The survey found that more than two-thirds (70.9 percent) of hospitals use their EMR solutions for revenue cycle management. In addition, most hospitals utilize multiple vendors for RCM purposes. This is true of hospitals that leverage their EMR for RCM and those that use other solutions.

The survey also revealed relatively low levels of analytics-based automation in RCM, with 36 percent of hospitals say less than a quarter of their revenue cycle process is automated using analytics. Another 24 percent report that 51 to 75 percent of their RCM process is automated.

As healthcare delivery continues to evolve, hospitals are struggling to make the most of their revenues. The shift to value-based care, increased patient pay, and a flurry of mergers are creating new challenges within the financial ecosystems of health systems. Many organizations are looking for ways to improve their revenue cycle management.

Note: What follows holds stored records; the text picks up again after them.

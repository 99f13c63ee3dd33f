//! # Portal Indexer Crate
//!
//! Reconciles live on-chain validator and contribution-contract state
//! into queryable, immutable snapshots.
//!
//! ## Cycles
//!
//! Three independent cycles, each triggered periodically and idempotent:
//!
//! 1. **Contract discovery** — new contract addresses into the durable
//!    directory (duplicates are no-ops).
//! 2. **Contract status** — every known contract's on-chain status into
//!    a fresh [`ContractIndex`].
//! 3. **Validator snapshot** — the full validator list, classified and
//!    derived, into a fresh [`ValidatorIndex`].
//!
//! ## Publication
//!
//! Each cycle builds its snapshot in isolation and publishes it with a
//! single atomic swap. Readers always see a whole snapshot; a cycle that
//! fails upstream publishes nothing, and a build that finishes after a
//! newer one has published is discarded (monotonic sequence numbers).
//! The contract and validator snapshots synchronize independently, so
//! they may be momentarily inconsistent with each other; that window is
//! accepted, not a bug.

pub mod reconciler;
pub mod records;
pub mod runner;
pub mod snapshot;
pub mod source;

pub use reconciler::{canonical_wallet, ReconcileError, Reconciler};
pub use records::{ContractRecord, Lifecycle, ValidatorRecord};
pub use runner::ReconcilerRunner;
pub use snapshot::{ContractIndex, SharedIndex, ValidatorIndex};
pub use source::{ChainInfo, ChainSource, ChainValidator, ContractStatus, MockChainSource, SourceError};
use crate::error::{ApiError, ErrorContext};
use crate::params::{decode_bytes, parse_int_field, ParamError, QueryParams};

#[derive(Clone)]
pub struct AppState {
    pub config: Arc<Config>,
    pub store: Arc<dyn RegistrationStore>,
    pub index: Arc<SharedIndex>,
}

impl AppState {
    pub fn new(config: Config, store: Arc<dyn RegistrationStore>, index: Arc<SharedIndex>) -> Self {
        Self { config: Arc::new(config), store, index }
    }

    fn requirement(&self) -> StakeRequirement {
        StakeRequirement {
            max_stake: self.config.staking.max_stake,
            max_stakers: self.config.staking.max_stakers,
        }
    }

    fn error_ctx(&self) -> ErrorContext {
        ErrorContext {
            token: self.config.token.clone(),
            decimals: self.config.staking.decimals,
            max_stake: self.config.staking.max_stake,
        }
    }
}

pub fn router(state: AppState) -> Router {
    Router::new()
        .route("/info", get(network_info))
        .route("/nodes/open", get(open_nodes))
        .route("/nodes/liquidatable", get(liquidatable_nodes))
        .route("/nodes/removable", get(removable_nodes))
        .route("/nodes/:wallet", get(nodes_for_wallet))
        .route("/store/:pubkey", get(store_registration).post(store_registration))
        .route("/registrations/:id", get(load_registrations))
        .route("/validate", get(validate_registration))
        .with_state(state)
}

// ════════════════════════════════════════════════════════════════════════════
// RESPONSE ENVELOPE
// ════════════════════════════════════════════════════════════════════════════

fn unix_now() -> u64 {
    SystemTime::now()
        .duration_since(UNIX_EPOCH)
        .map(|d| d.as_secs())
        .unwrap_or(0)
}

/// Wraps a response body with the `network` block and timestamp.
fn envelope(state: &AppState, mut body: Value) -> Json<Value> {
    let snapshot = state.index.validators();
    let mut network = serde_json::to_value(&snapshot.info).unwrap_or_else(|_| json!({}));
    network["staking_requirement"] = json!(state.config.staking.max_stake);
    network["min_operator_stake"] = json!(state.requirement().min_operator_stake());
    network["max_stakers"] = json!(state.config.staking.max_stakers);

    body["network"] = network;
    body["t"] = json!(unix_now());
    Json(body)
}

fn ok(state: &AppState, body: Value) -> Response {
    envelope(state, body).into_response()
}

fn fail(state: &AppState, err: ApiError) -> Response {
    envelope(state, json!({ "error": err.render(&state.error_ctx()) })).into_response()
}

fn not_found(state: &AppState) -> Response {
    (StatusCode::NOT_FOUND, envelope(state, json!({ "error": "not found" }))).into_response()
}

fn storage_failure(state: &AppState, e: impl std::fmt::Display) -> Response {
    tracing::error!("storage failure: {e}");
    (
        StatusCode::INTERNAL_SERVER_ERROR,
        envelope(state, json!({ "error": "internal storage failure" })),
    )
        .into_response()
}

// ════════════════════════════════════════════════════════════════════════════
// SHARED DECODING
// ════════════════════════════════════════════════════════════════════════════

/// 64 hex digits into 32 raw bytes; anything else is a routing miss.
fn parse_hex64(text: &str) -> Option<[u8; 32]> {
    if text.len() != 64 || !text.bytes().all(|b| b.is_ascii_hexdigit()) {
        return None;
    }
    let mut out = [0u8; 32];
    hex::decode_to_slice(text, &mut out).ok()?;
    Some(out)
}
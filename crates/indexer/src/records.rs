//! Reconciled, read-only record types.

use serde::Serialize;

use portal_common::currency::AtomicAmount;
use portal_common::eth::{self, EthAddress};

use crate::source::{ChainValidator, ContractStatus};

/// Lifecycle bucket of a reconciled validator.
#[derive(Debug, Clone, Copy, PartialEq, Eq, Serialize)]
#[serde(rename_all = "lowercase")]
pub enum Lifecycle {
    /// Not yet fully funded; open for contributions.
    Awaiting,
    /// Funded and currently in service.
    Active,
    /// Funded but not in service; counting down to deregistration.
    Inactive,
}

/// On-chain validator state plus derived fields, as served to queries.
#[derive(Debug, Clone, PartialEq, Eq, Serialize)]
pub struct ValidatorRecord {
    #[serde(flatten)]
    pub chain: ChainValidator,

    /// `staking_requirement - total_reserved`.
    pub contribution_open: AtomicAmount,
    /// `staking_requirement - total_contributed`.
    pub contribution_required: AtomicAmount,
    /// Count of locked per-contributor entries.
    pub num_contributions: usize,

    pub lifecycle: Lifecycle,

    /// For `inactive` only: `max(earned_downtime_blocks, 0)`.
    #[serde(skip_serializing_if = "Option::is_none")]
    pub decomm_blocks_remaining: Option<u64>,
    /// For `inactive` only: blocks since the recorded state height.
    #[serde(skip_serializing_if = "Option::is_none")]
    pub decomm_blocks: Option<u64>,
}

impl ValidatorRecord {
    /// Computes the derived fields and lifecycle bucket for one raw
    /// chain record at the given chain height.
    pub fn derive(chain: ChainValidator, chain_height: u64) -> ValidatorRecord {
        let contribution_open = chain.staking_requirement.saturating_sub(chain.total_reserved);
        let contribution_required =
            chain.staking_requirement.saturating_sub(chain.total_contributed);
        let num_contributions = chain
            .contributors
            .iter()
            .map(|c| c.locked_contributions.len())
            .sum();

        let (lifecycle, decomm_blocks_remaining, decomm_blocks) = if chain.active {
            (Lifecycle::Active, None, None)
        } else if chain.funded {
            (
                Lifecycle::Inactive,
                Some(chain.earned_downtime_blocks.max(0) as u64),
                Some(chain_height.saturating_sub(chain.state_height)),
            )
        } else {
            (Lifecycle::Awaiting, None, None)
        };

        ValidatorRecord {
            chain,
            contribution_open,
            contribution_required,
            num_contributions,
            lifecycle,
            decomm_blocks_remaining,
            decomm_blocks,
        }
    }
}

/// One contributor entry of a reconciled contract, address already in
/// canonical checksummed form.
#[derive(Debug, Clone, PartialEq, Eq, Serialize)]
pub struct ContractContribution {
    pub address: String,
    pub amount: AtomicAmount,
}

/// Reconciled status of one contribution contract.
#[derive(Debug, Clone, PartialEq, Eq, Serialize)]
pub struct ContractRecord {
    /// The contract's own address, checksummed.
    pub address: String,
    pub finalized: bool,
    pub cancelled: bool,
    pub bls_pubkey: String,
    /// Operator fee in basis points.
    pub fee: u16,
    pub service_node_pubkey: String,
    pub service_node_signature: String,
    pub contributions: Vec<ContractContribution>,
    pub total_contributions: AtomicAmount,
}

impl ContractRecord {
    pub fn from_status(address: &EthAddress, status: ContractStatus) -> ContractRecord {
        ContractRecord {
            address: eth::to_checksum(address),
            finalized: status.finalized,
            cancelled: status.cancelled,
            bls_pubkey: status.bls_pubkey,
            fee: status.fee,
            service_node_pubkey: status.service_node_pubkey,
            service_node_signature: status.service_node_signature,
            contributions: status
                .contributions
                .into_iter()
                .map(|(addr, amount)| ContractContribution {
                    address: eth::to_checksum(&addr),
                    amount,
                })
                .collect(),
            total_contributions: status.total_contributions,
        }
    }

    /// Open for contributions: neither finalized nor cancelled.
    pub fn is_open(&self) -> bool {
        !self.finalized && !self.cancelled
    }
}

According to the survey respondents, denials continue to be the biggest RCM challenge for health systems today, cited by 76 percent of respondents. Healthcare senior executives also identified revenue integrity (37 percent) and patient pay (34 percent) as top RCM challenges.

Organizations using more than one vendor mostly report bigger issues with denials than those using one RCM solution. Close to 70 percent of health systems using three or more vendor solutions report that denials are their biggest challenge, with only 63 percent of health systems using one vendor solution said denials topped the list of challenges within revenue cycle management. The highest rates of problems with denials (100 percent) were reported by health systems using their EMR plus one or two other solutions.

What’s more, nearly all respondents (98 percent) say collecting data from disparate sources is a challenge for revenue reimbursement. Of them, 65 percent said it was moderately challenging, while 33 percent said it is extremely challenging. The survey also asked health systems which areas within the revenue cycle posed the biggest challenges for collecting data. Performance tracking (27 percent), inability to identify billing errors (25 percent), and keeping up with variances (24 percent) were the top three responses, with another 14 percent citing difficulty monitoring trends.

And, 96 percent of health systems say the way data is collected is a challenge, with 58 percent calling it a moderate issue and 37 percent citing it as a big issue.

The survey drilled down into how disparate data sources can contribute to issues with revenue integrity. About two-thirds of healthcare senior executives cited “lack of interoperability” as an ongoing issue, and the same percentage cited “some systems are left in silos” as an issue that impacts revenue integrity. Another 30 percent of respondents cited another issue—“key stakeholders do not trust the data.”

The survey also examined organizations’ RCM governance processes. A majority of hospitals of all sizes reported that their RCM governance is centralized. Overall, 69 percent of hospitals have centralized RCM governance, with the highest percentage (73 percent) among hospitals with more than 500 beds and the lowest (50 percent) among hospitals with 50 – 100 beds. Overall, 16 percent report having no RCM governance process. The bigger the hospital, the less likely it had no RCM governance in place

The report authors concluded that health systems are struggling with interoperability, and the associated challenges have effects throughout the enterprise. “The survey revealed a patchwork of solutions, an arrangement that does not seem to be working particularly well. In addition to highlighting the challenge of collecting and integrating data from disparate sources, the survey shows a real financial impact. Lack of interoperability does not just affect clinical and operational decisions. It is hurting the bottom line. Health systems need solutions to bring data together and make it useful throughout the entire revenue cycle,” the report states.

 “Many hospitals and health systems are undergoing mergers in hopes of increasing efficiencies. Or they implement several different technologies as band-aids to compensate for the deficiencies of systems,” Fred Powers, president and CEO of Dimensional Insight, said in a statement. “Unfortunately, what they’re finding in many cases is that the different technology systems in place are hard to integrate, and now this is impacting the bottom line.”